C'est parce que nous avons mesuré l'effort qu'il nous faut accomplir que nous avons mis en place des instruments économiques d'incitation, notamment dans le domaine fiscal. Ainsi que je l'ai indiqué, nous nous inscrivons dans la démarche suivie par nos principaux partenaires européens. Le programme propose donc de taxer les différentes sources d'énergie en fonction de leur contenu en carbone, suivant un prix de référence qui en fin de période, soit en 2010, atteindrait 500 F par tonne de carbone, mais qui, au début de la période, soit en 2001, serait fixé entre 150 et 200 F. Nous travaillons en lien étroit avec les industriels sur cette hypothèse, tout en étant conscients que nous devons exonérer certains secteurs qui seraient particulièrement pénalisés par cette taxation.
- Le rapport envisage également d'autres dispositions fiscales qui seront détaillées par Mme Voynet ou par M. Mousel, en continuité avec celles déjà adoptées par le gouvernement.
Nous les examinerons le moment venu, lorsque celles déjà adoptées auront produit leurs effets. Elles seront conçues dans le souci du maintien de la compétitivité et de la baisse des prélèvements obligatoires, et ne seront envisagées qu'en contrepartie de la diminution d'autres prélèvements pesant sur les ménages et sur les entreprises.

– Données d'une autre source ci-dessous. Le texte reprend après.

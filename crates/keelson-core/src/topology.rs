// ABOUTME: Defines the TopologyMemento aggregate root and the Delta used for incremental writes.
// ABOUTME: Both are built through additive builders; apply_delta folds a delta into a full memento.

use std::collections::BTreeMap;

use serde::{Deserialize, Serialize};

use crate::PLATFORM_VERSION;
use crate::memento::{Memento, MementoKind};

/// The full durable state of one management plane: every entity, location,
/// and policy memento, keyed by id.
#[derive(Debug, Clone, PartialEq, Serialize, Deserialize)]
pub struct TopologyMemento {
    pub platform_version: String,
    pub entities: BTreeMap<String, Memento>,
    pub locations: BTreeMap<String, Memento>,
    pub policies: BTreeMap<String, Memento>,
}

impl Default for TopologyMemento {
    fn default() -> Self {
        Self {
            platform_version: PLATFORM_VERSION.to_string(),
            entities: BTreeMap::new(),
            locations: BTreeMap::new(),
            policies: BTreeMap::new(),
        }
    }
}

impl TopologyMemento {
    pub fn builder() -> TopologyMementoBuilder {
        TopologyMementoBuilder::default()
    }

    pub fn objects(&self, kind: MementoKind) -> &BTreeMap<String, Memento> {
        match kind {
            MementoKind::Entity => &self.entities,
            MementoKind::Location => &self.locations,
            MementoKind::Policy => &self.policies,
        }
    }

    fn objects_mut(&mut self, kind: MementoKind) -> &mut BTreeMap<String, Memento> {
        match kind {
            MementoKind::Entity => &mut self.entities,
            MementoKind::Location => &mut self.locations,
            MementoKind::Policy => &mut self.policies,
        }
    }

    pub fn get(&self, kind: MementoKind, id: &str) -> Option<&Memento> {
        self.objects(kind).get(id)
    }

    /// Entities without a parent, in id order.
    pub fn application_ids(&self) -> Vec<String> {
        self.entities
            .values()
            .filter(|m| m.relations.parent_id.is_none())
            .map(|m| m.id.clone())
            .collect()
    }

    /// Locations without a parent, in id order.
    pub fn top_level_location_ids(&self) -> Vec<String> {
        self.locations
            .values()
            .filter(|m| m.relations.parent_id.is_none())
            .map(|m| m.id.clone())
            .collect()
    }

    /// Iterate all mementos: entities, then locations, then policies.
    pub fn iter(&self) -> impl Iterator<Item = &Memento> {
        self.entities
            .values()
            .chain(self.locations.values())
            .chain(self.policies.values())
    }

    pub fn len(&self) -> usize {
        self.entities.len() + self.locations.len() + self.policies.len()
    }

    pub fn is_empty(&self) -> bool {
        self.len() == 0
    }

    /// Return a new memento with `delta` folded in.
    pub fn apply_delta(&self, delta: &Delta) -> TopologyMemento {
        let mut next = self.clone();
        next.fold_delta(delta);
        next
    }

    /// Fold `delta` into this memento in place: upsert every changed memento,
    /// then drop every removed id.
    pub fn fold_delta(&mut self, delta: &Delta) {
        for kind in MementoKind::ALL {
            let objects = self.objects_mut(kind);
            for memento in delta.changed(kind) {
                objects.insert(memento.id.clone(), memento.clone());
            }
            for id in delta.removed(kind) {
                objects.remove(id);
            }
        }
    }
}

/// Additive builder for [`TopologyMemento`]. A later memento with the same
/// kind and id replaces an earlier one.
#[derive(Debug, Default)]
pub struct TopologyMementoBuilder {
    platform_version: Option<String>,
    memento: TopologyMemento,
}

impl TopologyMementoBuilder {
    pub fn platform_version(mut self, version: impl Into<String>) -> Self {
        self.platform_version = Some(version.into());
        self
    }

    pub fn memento(mut self, memento: Memento) -> Self {
        self.memento
            .objects_mut(memento.kind)
            .insert(memento.id.clone(), memento);
        self
    }

    pub fn mementos(self, mementos: impl IntoIterator<Item = Memento>) -> Self {
        mementos.into_iter().fold(self, |b, m| b.memento(m))
    }

    pub fn build(self) -> TopologyMemento {
        let mut memento = self.memento;
        if let Some(version) = self.platform_version {
            memento.platform_version = version;
        }
        memento
    }
}

/// An incremental change: mementos to upsert and ids to remove, per kind.
#[derive(Debug, Clone, Default, PartialEq, Serialize, Deserialize)]
pub struct Delta {
    pub changed_entities: Vec<Memento>,
    pub changed_locations: Vec<Memento>,
    pub changed_policies: Vec<Memento>,
    pub removed_entity_ids: Vec<String>,
    pub removed_location_ids: Vec<String>,
    pub removed_policy_ids: Vec<String>,
}

impl Delta {
    pub fn builder() -> DeltaBuilder {
        DeltaBuilder::default()
    }

    pub fn changed(&self, kind: MementoKind) -> &[Memento] {
        match kind {
            MementoKind::Entity => &self.changed_entities,
            MementoKind::Location => &self.changed_locations,
            MementoKind::Policy => &self.changed_policies,
        }
    }

    pub fn removed(&self, kind: MementoKind) -> &[String] {
        match kind {
            MementoKind::Entity => &self.removed_entity_ids,
            MementoKind::Location => &self.removed_location_ids,
            MementoKind::Policy => &self.removed_policy_ids,
        }
    }

    pub fn is_empty(&self) -> bool {
        MementoKind::ALL
            .iter()
            .all(|k| self.changed(*k).is_empty() && self.removed(*k).is_empty())
    }

    /// Number of objects this delta touches.
    pub fn len(&self) -> usize {
        MementoKind::ALL
            .iter()
            .map(|k| self.changed(*k).len() + self.removed(*k).len())
            .sum()
    }
}

/// Builder for [`Delta`]. For any one object the last call wins: marking an
/// object changed cancels an earlier removal and vice versa.
#[derive(Debug, Default)]
pub struct DeltaBuilder {
    changed: BTreeMap<(MementoKind, String), Memento>,
    removed: BTreeMap<(MementoKind, String), ()>,
}

impl DeltaBuilder {
    pub fn changed(mut self, memento: Memento) -> Self {
        let key = (memento.kind, memento.id.clone());
        self.removed.remove(&key);
        self.changed.insert(key, memento);
        self
    }

    pub fn removed(mut self, kind: MementoKind, id: impl Into<String>) -> Self {
        let key = (kind, id.into());
        self.changed.remove(&key);
        self.removed.insert(key, ());
        self
    }

    pub fn build(self) -> Delta {
        let mut delta = Delta::default();
        for ((kind, _), memento) in self.changed {
            match kind {
                MementoKind::Entity => delta.changed_entities.push(memento),
                MementoKind::Location => delta.changed_locations.push(memento),
                MementoKind::Policy => delta.changed_policies.push(memento),
            }
        }
        for (kind, id) in self.removed.into_keys() {
            match kind {
                MementoKind::Entity => delta.removed_entity_ids.push(id),
                MementoKind::Location => delta.removed_location_ids.push(id),
                MementoKind::Policy => delta.removed_policy_ids.push(id),
            }
        }
        delta
    }
}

L'ensemble des mesures, secteur par secteur, vise avant tout à économiser l'énergie en produisant autrement de l'énergie.

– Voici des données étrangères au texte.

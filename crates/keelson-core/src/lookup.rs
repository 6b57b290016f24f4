// ABOUTME: Reference resolution used while parsing and populating mementos.
// ABOUTME: A lookup returns either a live object or a lightweight placeholder for a forward reference.

use std::fmt;
use std::sync::Arc;

use crate::memento::{MementoKind, ObjectRef};
use crate::object::ManagedObject;

/// Stand-in for an object that does not exist yet. Carries only what is
/// needed to find the real object later.
#[derive(Debug, Clone, PartialEq, Eq, Hash)]
pub struct Placeholder {
    pub kind: MementoKind,
    pub object_type: Option<String>,
    pub id: String,
}

impl Placeholder {
    pub fn object_ref(&self) -> ObjectRef {
        ObjectRef::new(self.kind, self.id.clone())
    }
}

/// The result of resolving a reference.
#[derive(Clone)]
pub enum Handle {
    Live(Arc<dyn ManagedObject>),
    Placeholder(Placeholder),
}

impl Handle {
    pub fn id(&self) -> &str {
        match self {
            Handle::Live(obj) => obj.id(),
            Handle::Placeholder(p) => &p.id,
        }
    }

    pub fn kind(&self) -> MementoKind {
        match self {
            Handle::Live(obj) => obj.kind(),
            Handle::Placeholder(p) => p.kind,
        }
    }

    pub fn is_placeholder(&self) -> bool {
        matches!(self, Handle::Placeholder(_))
    }

    pub fn as_live(&self) -> Option<&Arc<dyn ManagedObject>> {
        match self {
            Handle::Live(obj) => Some(obj),
            Handle::Placeholder(_) => None,
        }
    }
}

impl fmt::Debug for Handle {
    fn fmt(&self, f: &mut fmt::Formatter<'_>) -> fmt::Result {
        match self {
            Handle::Live(obj) => f
                .debug_struct("Live")
                .field("kind", &obj.kind())
                .field("id", &obj.id())
                .field("type", &obj.object_type())
                .finish(),
            Handle::Placeholder(p) => f.debug_tuple("Placeholder").field(p).finish(),
        }
    }
}

/// Resolves referenced ids to handles. Returning `None` means the reference
/// cannot be satisfied at all.
pub trait LookupContext: Send + Sync {
    fn lookup(&self, kind: MementoKind, object_type: Option<&str>, id: &str) -> Option<Handle>;

    fn lookup_entity(&self, object_type: Option<&str>, id: &str) -> Option<Handle> {
        self.lookup(MementoKind::Entity, object_type, id)
    }

    fn lookup_location(&self, object_type: Option<&str>, id: &str) -> Option<Handle> {
        self.lookup(MementoKind::Location, object_type, id)
    }

    fn lookup_policy(&self, object_type: Option<&str>, id: &str) -> Option<Handle> {
        self.lookup(MementoKind::Policy, object_type, id)
    }
}

/// Resolves every reference to a placeholder. Used when only the shape of
/// the stored graph matters, e.g. verifying that what was written parses.
#[derive(Debug, Default, Clone, Copy)]
pub struct PlaceholderLookup;

impl LookupContext for PlaceholderLookup {
    fn lookup(&self, kind: MementoKind, object_type: Option<&str>, id: &str) -> Option<Handle> {
        Some(Handle::Placeholder(Placeholder {
            kind,
            object_type: object_type.map(str::to_string),
            id: id.to_string(),
        }))
    }
}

Avant que Mme Voynet et M. Mousel ne les détaillent, je voudrais cependant insister particulièrement,
- sur la création d'un fonds destiné à garantir les investissements des PME de l'industrie et du tertiaire en vue d'économiser l'énergie ;
- sur l'accroissement des " chantiers propres " auxquels les professions du bâtiment s'attachent de plus en plus ;
- sur l'appui aux techniques permettant dans l'agriculture de limiter les émissions de méthane et de protoxyde d'azote dans les élevages intensifs ;
Si j'avais une note particulière à apporter à ce programme, je voudrais souligner à quel point l'information la plus précise -donc, la plus scientifique possible- sur l'état véritable du réchauffement climatique me paraît indispensable. A cet égard, la presse joue un rôle considérable qui me semble d'ailleurs avoir su ces derniers temps éviter à la fois le catastrophisme et la minoration du risque ; c'est que l'opinion publique devient de plus en plus exigeante en ce domaine. Je plaide par conséquent pour que, à chaque décision publique ou même privée, lorsqu'il s'agit d'acheter un appartement ou d'équiper une maison, des efforts soient faits par les municipalités et les services extérieurs de l'Etat pour aider à quantifier les conséquences des choix en terme d'émission de gaz à effet de serre.

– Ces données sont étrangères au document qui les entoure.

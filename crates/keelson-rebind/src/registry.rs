// ABOUTME: Maps a memento's type string to the constructor that builds an empty shell for it.
// ABOUTME: Registrations are validated up front, so rebind never discovers a bad constructor late.

use std::collections::HashMap;
use std::sync::Arc;

use keelson_core::{ManagedObject, MementoKind, ReconstructionError};
use thiserror::Error;

use crate::object::BasicObject;

#[derive(Debug, Error, PartialEq, Eq)]
pub enum RegistryError {
    #[error("{0} type name must not be empty")]
    EmptyType(MementoKind),

    #[error("{kind} type {object_type} is already registered")]
    Duplicate {
        kind: MementoKind,
        object_type: String,
    },
}

/// Everything a constructor gets: enough to build an empty shell.
#[derive(Debug, Clone, PartialEq, Eq)]
pub struct ShellSpec {
    pub kind: MementoKind,
    pub id: String,
    pub object_type: String,
}

pub type Constructor = Arc<dyn Fn(&ShellSpec) -> Arc<dyn ManagedObject> + Send + Sync>;

/// `(kind, type) -> constructor`.
#[derive(Default, Clone)]
pub struct TypeRegistry {
    constructors: HashMap<(MementoKind, String), Constructor>,
}

impl TypeRegistry {
    pub fn new() -> Self {
        Self::default()
    }

    pub fn register<F>(
        &mut self,
        kind: MementoKind,
        object_type: impl Into<String>,
        constructor: F,
    ) -> Result<(), RegistryError>
    where
        F: Fn(&ShellSpec) -> Arc<dyn ManagedObject> + Send + Sync + 'static,
    {
        let object_type = object_type.into();
        if object_type.trim().is_empty() {
            return Err(RegistryError::EmptyType(kind));
        }
        let key = (kind, object_type);
        if self.constructors.contains_key(&key) {
            return Err(RegistryError::Duplicate {
                kind,
                object_type: key.1,
            });
        }
        self.constructors.insert(key, Arc::new(constructor));
        Ok(())
    }

    /// Register `object_type` as a plain [`BasicObject`].
    pub fn register_basic(
        &mut self,
        kind: MementoKind,
        object_type: impl Into<String>,
    ) -> Result<(), RegistryError> {
        self.register(kind, object_type, |spec| {
            Arc::new(BasicObject::new(spec.kind, &spec.id, &spec.object_type)) as Arc<dyn ManagedObject>
        })
    }

    pub fn is_registered(&self, kind: MementoKind, object_type: &str) -> bool {
        self.constructors
            .contains_key(&(kind, object_type.to_string()))
    }

    pub fn len(&self) -> usize {
        self.constructors.len()
    }

    pub fn is_empty(&self) -> bool {
        self.constructors.is_empty()
    }

    /// Build an empty shell.
    pub fn construct(
        &self,
        kind: MementoKind,
        id: &str,
        object_type: &str,
    ) -> Result<Arc<dyn ManagedObject>, ReconstructionError> {
        let constructor = self
            .constructors
            .get(&(kind, object_type.to_string()))
            .ok_or_else(|| ReconstructionError::UnknownType {
                kind,
                id: id.to_string(),
                object_type: object_type.to_string(),
            })?;
        Ok(constructor(&ShellSpec {
            kind,
            id: id.to_string(),
            object_type: object_type.to_string(),
        }))
    }
}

Mesdames et messieurs, vous vous êtes bien entendu fait l'écho d'une question que tout le monde se pose au lendemain de la tempête sans précédent que nous avons connue : le réchauffement de la planète est-il une des raisons des inondations et des troubles climatiques ? Depuis la conférence de Rio, les scientifiques sont devenus unanimes sur le constat du réchauffement. Le dernier rapport du groupe d'experts intergouvernemental sur l'évolution du climat, placé auprès des instances de la convention sur les climats, estimait que le réchauffement des surfaces constaté depuis le début du précédent siècle, qui est évalué à plus de 0,6 degré, n'était pas d'origine naturelle. Compte tenu des expertises scientifiques à notre disposition, nous constatons que le réchauffement actuel a été sans équivalent au cours du dernier siècle et qu'aucun modèle n'a pu rendre compte du réchauffement récent, en invoquant de manière exclusive des facteurs naturels, comme par exemple le volcanisme ou la variation d'ensoleillement.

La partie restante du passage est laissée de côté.